Han pasado más de veinte años y desde
entonces solo hablé una vez más con Pedro Simón. Fue hace algún tiempo,
por teléfono. Nos preguntamos cómo nos había ido en la vida y yo le pasé
una foto en blanco y negro en la que aparecíamos cogidos por los
hombros como buenos camaradas. Le dije que me gustaban mucho sus
artículos de opinión, esos temas sociales de los que nadie se ocupa ya,
ese estilo literario de la calle elevado a la categoría de gran género
periodístico. Periodigno, creo que lo llaman. Hace unos días he sabido
del infierno profesional en el que se ha visto envuelto, sin quererlo ni
beberlo, mi antiguo compañero. La noticia increíble, el terremoto
mediático, el escándalo. Todos tenemos una piedra esperándonos en el
camino y la suya se ha llamado caso Nadia, ese padre sin escrúpulos que
al parecer ha sacado tajada de la supuesta enfermedad rara de su hija
agonizante. Pero Pedro no hizo ni más ni menos que lo que cualquier
persona de bien hubiera hecho en su lugar: no limitarse solo a dar la
noticia, a cumplir con el expediente como un redactor más, sino intentar
echar una mano, ayudar, poner su grano de arena para que el mundo sea
un lugar algo menos terrible. Escribió artículos de opinión
concienciando a los lectores, apoyó la campaña para recaudar el dinero
necesario, movilizó a anónimos y famosos para que donaran fondos y así
salvar la vida de la pequeña, que ya estaba en riesgo de fallecer por
falta de tratamiento. No me imagino el mal trago que debe suponer para
un periodista riguroso y profesional como él comprobar que toda esa
verdad por la que ha luchado no era más que una gran mentira, una
estafa. No quiero ni imaginar el shock que puede producirle a uno
comprobar que el dinero no llegaba a donde tenía que llegar, que el
padre no era trigo limpio, que al final toda esa causa solidaria, toda
esa batalla noble y justa, se ha venido abajo y ha terminado
convirtiéndose en un culebrón de la televisión basura, en una
investigación policial, en un gran proceso judicial en el que él ha sido
víctima y cómplice, sin saberlo, de todo el montaje.
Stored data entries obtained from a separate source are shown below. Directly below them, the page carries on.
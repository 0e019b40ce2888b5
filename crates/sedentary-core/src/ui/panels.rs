//! Text panels: header, current status, summary stats and the alert list

use core::fmt::Write;

use embedded_graphics::pixelcolor::Rgb565;
use embedded_graphics::prelude::*;
use embedded_graphics::primitives::{Circle, PrimitiveStyle, Rectangle, RoundedRectangle};
use embedded_graphics::text::Alignment;
use heapless::String;

use crate::config::ALERT_LOG_CAPACITY;
use crate::pipeline::DashboardView;
use crate::stats::Label;

use super::PANEL_PADDING_PX;
use super::colors::{
    COLOR_ACTIVE, COLOR_BACKGROUND, COLOR_SEDENTARY, TEXT_MUTED, TEXT_PRIMARY, TEXT_SECONDARY,
};
use super::core::{Panel, draw_card};
use super::text::{TextSize, draw_text};

// ----------------------------------------------------------------------------
// Header
// ----------------------------------------------------------------------------

/// Title bar with the connection indicator
pub struct HeaderPanel {
    bounds: Rectangle,
}

impl HeaderPanel {
    pub fn new(bounds: Rectangle) -> Self {
        Self { bounds }
    }

    /// Center of the connection status dot
    pub fn indicator_center(&self) -> Point {
        Point::new(
            self.bounds.top_left.x + self.bounds.size.width as i32 - 96,
            self.bounds.center().y,
        )
    }
}

impl Panel for HeaderPanel {
    fn bounds(&self) -> Rectangle {
        self.bounds
    }

    fn draw<D: DrawTarget<Color = Rgb565>>(
        &self,
        view: &DashboardView<'_>,
        display: &mut D,
    ) -> Result<(), D::Error> {
        self.bounds
            .into_styled(PrimitiveStyle::with_fill(COLOR_BACKGROUND))
            .draw(display)?;

        let text_y = self.bounds.center().y - 5;
        draw_text(
            "Sedentary Monitor",
            Point::new(self.bounds.top_left.x + PANEL_PADDING_PX, text_y),
            TextSize::Medium,
            TEXT_PRIMARY,
            Alignment::Left,
            display,
        )?;

        let dot_color = if view.connection.is_connected() {
            COLOR_ACTIVE
        } else {
            COLOR_SEDENTARY
        };
        Circle::with_center(self.indicator_center(), 8)
            .into_styled(PrimitiveStyle::with_fill(dot_color))
            .draw(display)?;

        draw_text(
            view.connection.label(),
            self.indicator_center() + Point::new(8, -5),
            TextSize::Medium,
            TEXT_SECONDARY,
            Alignment::Left,
            display,
        )
    }
}

// ----------------------------------------------------------------------------
// Current status
// ----------------------------------------------------------------------------

/// State badge, description, sedentary timer and confidence
pub struct StatusPanel {
    bounds: Rectangle,
}

impl StatusPanel {
    pub fn new(bounds: Rectangle) -> Self {
        Self { bounds }
    }

    /// Area of the colored state badge
    pub fn badge_area(&self) -> Rectangle {
        Rectangle::new(
            self.bounds.top_left + Point::new(PANEL_PADDING_PX, PANEL_PADDING_PX),
            Size::new(96, self.bounds.size.height.saturating_sub(2 * PANEL_PADDING_PX as u32)),
        )
    }
}

impl Panel for StatusPanel {
    fn bounds(&self) -> Rectangle {
        self.bounds
    }

    fn draw<D: DrawTarget<Color = Rgb565>>(
        &self,
        view: &DashboardView<'_>,
        display: &mut D,
    ) -> Result<(), D::Error> {
        draw_card(self.bounds, display)?;

        let state = view.store.current_state();
        let badge = self.badge_area();
        RoundedRectangle::with_equal_corners(badge, Size::new(4, 4))
            .into_styled(PrimitiveStyle::with_fill(state.level().color()))
            .draw(display)?;
        draw_text(
            state.badge(),
            Point::new(badge.center().x, badge.center().y - 5),
            TextSize::Medium,
            COLOR_BACKGROUND,
            Alignment::Center,
            display,
        )?;

        let column_x = badge.top_left.x + badge.size.width as i32 + 10;
        let top = self.bounds.top_left.y + PANEL_PADDING_PX;
        draw_text(
            state.description(),
            Point::new(column_x, top),
            TextSize::Medium,
            TEXT_PRIMARY,
            Alignment::Left,
            display,
        )?;

        let mut confidence: Label = String::new();
        let _ = write!(confidence, "Confidence: {}", view.confidence_label());
        draw_text(
            confidence.as_str(),
            Point::new(column_x, top + 18),
            TextSize::Small,
            TEXT_SECONDARY,
            Alignment::Left,
            display,
        )?;

        // Timer block, right-aligned
        let right = self.bounds.top_left.x + self.bounds.size.width as i32 - PANEL_PADDING_PX;
        draw_text(
            state.timer_caption(),
            Point::new(right, top),
            TextSize::Small,
            TEXT_SECONDARY,
            Alignment::Right,
            display,
        )?;
        draw_text(
            view.timer_label().as_str(),
            Point::new(right, top + 10),
            TextSize::Large,
            TEXT_PRIMARY,
            Alignment::Right,
            display,
        )
    }
}

// ----------------------------------------------------------------------------
// Summary statistics
// ----------------------------------------------------------------------------

/// Four evenly spaced label/value pairs
pub struct StatsPanel {
    bounds: Rectangle,
}

impl StatsPanel {
    pub fn new(bounds: Rectangle) -> Self {
        Self { bounds }
    }
}

impl Panel for StatsPanel {
    fn bounds(&self) -> Rectangle {
        self.bounds
    }

    fn draw<D: DrawTarget<Color = Rgb565>>(
        &self,
        view: &DashboardView<'_>,
        display: &mut D,
    ) -> Result<(), D::Error> {
        draw_card(self.bounds, display)?;

        let mut readings: Label = String::new();
        let _ = write!(readings, "{}", view.store.total_readings());
        let mut alerts: Label = String::new();
        let _ = write!(alerts, "{}", view.alerts.alert_count());

        let cells: [(&str, Label); 4] = [
            ("Readings", readings),
            ("Active", view.active_percent_label()),
            ("Longest", view.longest_inactive_label()),
            ("Alerts", alerts),
        ];

        let cell_width = self.bounds.size.width as i32 / cells.len() as i32;
        let y = self.bounds.center().y - 4;
        for (i, (caption, value)) in cells.iter().enumerate() {
            let x = self.bounds.top_left.x + cell_width * i as i32 + PANEL_PADDING_PX;
            draw_text(
                caption,
                Point::new(x, y + 1),
                TextSize::Small,
                TEXT_SECONDARY,
                Alignment::Left,
                display,
            )?;
            draw_text(
                value.as_str(),
                Point::new(x + 50, y),
                TextSize::Medium,
                TEXT_PRIMARY,
                Alignment::Left,
                display,
            )?;
        }

        Ok(())
    }
}

// ----------------------------------------------------------------------------
// Alert list
// ----------------------------------------------------------------------------

/// Entries per column of the alert list
const ALERT_ROWS: usize = ALERT_LOG_CAPACITY / 2;

/// Vertical distance between alert rows
const ALERT_ROW_HEIGHT_PX: i32 = 8;

/// Recent alerts, newest first, in two columns
pub struct AlertPanel {
    bounds: Rectangle,
}

impl AlertPanel {
    pub fn new(bounds: Rectangle) -> Self {
        Self { bounds }
    }

    /// Top-left of the `index`-th entry
    fn entry_position(&self, index: usize) -> Point {
        let column = (index / ALERT_ROWS) as i32;
        let row = (index % ALERT_ROWS) as i32;
        let column_width = self.bounds.size.width as i32 / 2;

        self.bounds.top_left
            + Point::new(
                PANEL_PADDING_PX + column * column_width,
                14 + row * ALERT_ROW_HEIGHT_PX,
            )
    }
}

impl Panel for AlertPanel {
    fn bounds(&self) -> Rectangle {
        self.bounds
    }

    fn draw<D: DrawTarget<Color = Rgb565>>(
        &self,
        view: &DashboardView<'_>,
        display: &mut D,
    ) -> Result<(), D::Error> {
        draw_card(self.bounds, display)?;
        draw_text(
            "Recent Alerts",
            self.bounds.top_left + Point::new(PANEL_PADDING_PX, 3),
            TextSize::Small,
            TEXT_SECONDARY,
            Alignment::Left,
            display,
        )?;

        if view.alerts.is_empty() {
            return draw_text(
                "No alerts yet",
                self.entry_position(0),
                TextSize::Small,
                TEXT_MUTED,
                Alignment::Left,
                display,
            );
        }

        for (i, entry) in view.alerts.entries().enumerate() {
            let mut line: String<40> = String::new();
            let _ = write!(
                line,
                "{}  Inactive {}s",
                entry.logged_at, entry.duration_secs
            );
            draw_text(
                line.as_str(),
                self.entry_position(i),
                TextSize::Small,
                COLOR_SEDENTARY,
                Alignment::Left,
                display,
            )?;
        }

        Ok(())
    }
}
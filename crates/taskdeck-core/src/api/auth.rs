use reqwest::Method;
use reqwest::multipart::{Form, Part};

use super::{ApiClient, ApiError, AuthApi};
use crate::models::{
    AuthResponse, Credentials, ProfileResponse, Registration, RegistrationBody, User,
};

/// Multipart field carrying the profile image.
const PROFILE_IMAGE_FIELD: &str = "profileImage";

impl AuthApi for ApiClient {
    async fn profile(&self) -> Result<User, ApiError> {
        let response: ProfileResponse = self.get_json(self.endpoint("profile")).await?;
        Ok(response.user)
    }

    async fn login(&self, email: &str, password: &str) -> Result<AuthResponse, ApiError> {
        let credentials = Credentials { email, password };
        self.send_json(Method::POST, self.endpoint("login"), &credentials).await
    }

    async fn register(&self, data: &Registration) -> Result<AuthResponse, ApiError> {
        match &data.profile_image {
            None => {
                let body = RegistrationBody::from(data);
                self.send_json(Method::POST, self.endpoint("register"), &body).await
            }
            Some(_) => {
                let form = registration_form(data)?;
                self.send_multipart(self.endpoint("register"), form).await
            }
        }
    }

    async fn logout(&self) -> Result<(), ApiError> {
        self.send_empty(Method::POST, self.endpoint("logout")).await
    }
}

fn registration_form(data: &Registration) -> Result<Form, ApiError> {
    let mut form = Form::new()
        .text("names", data.names.clone())
        .text("lastnames", data.lastnames.clone())
        .text("age", data.age.to_string())
        .text("email", data.email.clone())
        .text("password", data.password.clone());

    if let Some(image) = &data.profile_image {
        let mut part = Part::bytes(image.bytes.clone()).file_name(image.file_name.clone());
        if let Some(mime) = image.mime_type.as_deref()
            && !mime.trim().is_empty()
        {
            part = part
                .mime_str(mime)
                .map_err(|err| ApiError::InvalidInput(format!("profile image type: {err}")))?;
        }
        form = form.part(PROFILE_IMAGE_FIELD, part);
    }

    Ok(form)
}

#[cfg(test)]
mod tests {
    use std::sync::Arc;

    use serde_json::json;
    use wiremock::matchers::{body_json, body_string_contains, header, header_exists, method, path};
    use wiremock::{Mock, MockServer, ResponseTemplate};

    use super::*;
    use crate::api::SessionCookies;
    use crate::models::ProfileImage;

    fn user_json() -> serde_json::Value {
        json!({ "id": "u1", "names": "Ada", "lastnames": "Lovelace", "email": "ada@example.com" })
    }

    fn registration(image: Option<ProfileImage>) -> Registration {
        Registration {
            names: "Ada".to_string(),
            lastnames: "Lovelace".to_string(),
            age: 36,
            email: "ada@example.com".to_string(),
            password: "engine42".to_string(),
            profile_image: image,
        }
    }

    async fn client_for(server: &MockServer) -> ApiClient {
        ApiClient::new(
            &format!("{}/api", server.uri()),
            None,
            Arc::new(SessionCookies::new()),
        )
        .unwrap()
    }

    #[tokio::test]
    async fn test_login_posts_credentials_and_keeps_cookie() {
        let server = MockServer::start().await;
        Mock::given(method("POST"))
            .and(path("/api/login"))
            .and(body_json(json!({ "email": "ada@example.com", "password": "engine42" })))
            .respond_with(
                ResponseTemplate::new(200)
                    .insert_header("set-cookie", "token=s3cr3t; Path=/; HttpOnly")
                    .set_body_json(json!({ "message": "Login successful", "user": user_json() })),
            )
            .expect(1)
            .mount(&server)
            .await;
        Mock::given(method("GET"))
            .and(path("/api/profile"))
            .and(header("cookie", "token=s3cr3t"))
            .respond_with(ResponseTemplate::new(200).set_body_json(json!({ "user": user_json() })))
            .expect(1)
            .mount(&server)
            .await;

        let client = client_for(&server).await;
        let response = client.login("ada@example.com", "engine42").await.unwrap();
        assert_eq!(response.user.names, "Ada");
        assert_eq!(response.message.as_deref(), Some("Login successful"));

        let profile = client.profile().await.unwrap();
        assert_eq!(profile.email, "ada@example.com");
    }

    #[tokio::test]
    async fn test_register_without_image_sends_json() {
        let server = MockServer::start().await;
        Mock::given(method("POST"))
            .and(path("/api/register"))
            .and(body_json(json!({
                "names": "Ada",
                "lastnames": "Lovelace",
                "age": 36,
                "email": "ada@example.com",
                "password": "engine42"
            })))
            .respond_with(
                ResponseTemplate::new(201).set_body_json(json!({ "message": "ok", "user": user_json() })),
            )
            .expect(1)
            .mount(&server)
            .await;

        let client = client_for(&server).await;
        client.register(&registration(None)).await.unwrap();
    }

    #[tokio::test]
    async fn test_register_with_image_sends_multipart() {
        let server = MockServer::start().await;
        Mock::given(method("POST"))
            .and(path("/api/register"))
            .and(header_exists("content-type"))
            .and(body_string_contains("name=\"profileImage\"; filename=\"ada.gif\""))
            .and(body_string_contains("name=\"age\""))
            .respond_with(
                ResponseTemplate::new(201).set_body_json(json!({ "message": "ok", "user": user_json() })),
            )
            .expect(1)
            .mount(&server)
            .await;

        let image = ProfileImage::from_bytes("ada.gif", b"GIF89a\x01\x00\x01\x00".to_vec());
        assert_eq!(image.mime_type.as_deref(), Some("image/gif"));
        let client = client_for(&server).await;
        client.register(&registration(Some(image))).await.unwrap();

        let requests = server.received_requests().await.unwrap();
        let content_type = requests[0].headers.get("content-type").unwrap();
        assert!(content_type.to_str().unwrap().starts_with("multipart/form-data"));
    }

    #[tokio::test]
    async fn test_profile_unauthorized_is_status_error() {
        let server = MockServer::start().await;
        Mock::given(method("GET"))
            .and(path("/api/profile"))
            .respond_with(ResponseTemplate::new(401).set_body_string("Unauthorized"))
            .mount(&server)
            .await;

        let client = client_for(&server).await;
        let err = client.profile().await.unwrap_err();
        assert_eq!(err.status(), Some(reqwest::StatusCode::UNAUTHORIZED));
    }

    #[tokio::test]
    async fn test_logout_ignores_body() {
        let server = MockServer::start().await;
        Mock::given(method("POST"))
            .and(path("/api/logout"))
            .respond_with(ResponseTemplate::new(200).set_body_string("bye"))
            .expect(1)
            .mount(&server)
            .await;

        let client = client_for(&server).await;
        client.logout().await.unwrap();
    }
}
A Pedro le honra
haber pedido disculpas en una columna publicada en El Mundo en
la que se atribuye toda la responsabilidad del error, pero no dejo de
sentir asco y hastío por esos jefecillos que pululan por las
redacciones, malas gentes que no han escrito una sola línea en toda su
vida, que ni siquiera se preocuparon de supervisar si la noticia era
correcta o no antes de meterla en la rotativa, y que ahora, para salvar
sus inmundos traseros, escriben editoriales ventajistas en los que
crucifican a la parte más débil: el redactor con un currículum
intachable que será defenestrado para que se coma él solito el marrón.
Los periódicos se han convertido en eso: gateras infestadas de
mediocres, covachuelas de advenedizos sin escrúpulos, camarillas que
emplean prácticas mafiosillas.
Estos días he leído y escuchado muchas
tonterías sobre lo mal profesional que ha sido Pedro Simón, que si no
contrastó la información como debía, que si se saltó las pautas más
elementales de la buena praxis periodística, que si se ha implicado
demasiado en la historia, que si esto, que si lo otro. Siempre habrá
buitres que vivirán a costa de la desgracia ajena, cínicos que exigen a
los demás lo que ellos mismos no hacen. Lo que le ha ocurrido a Pedro
Simón es un drama que le acompañará toda la vida pero que le podría
haber sucedido a cualquier periodista de buena fe que pretenda
implicarse a tope en una historia. Nadie está a salvo de la depravación
humana como la que ha demostrado ese padre desalmado. Nadie puede
sentirse seguro cuando la bajeza, la infamia y la canallada clavan sus
ojos en nosotros. Así funciona este mundo que hace ya tiempo enterró los
nobles valores como la solidaridad, la compasión y la humanidad. No me
gustaría estar en el pellejo de Pedro Simón. Y sin embargo, yo hubiera
hecho exactamente lo mismo que él. Periodismo humano.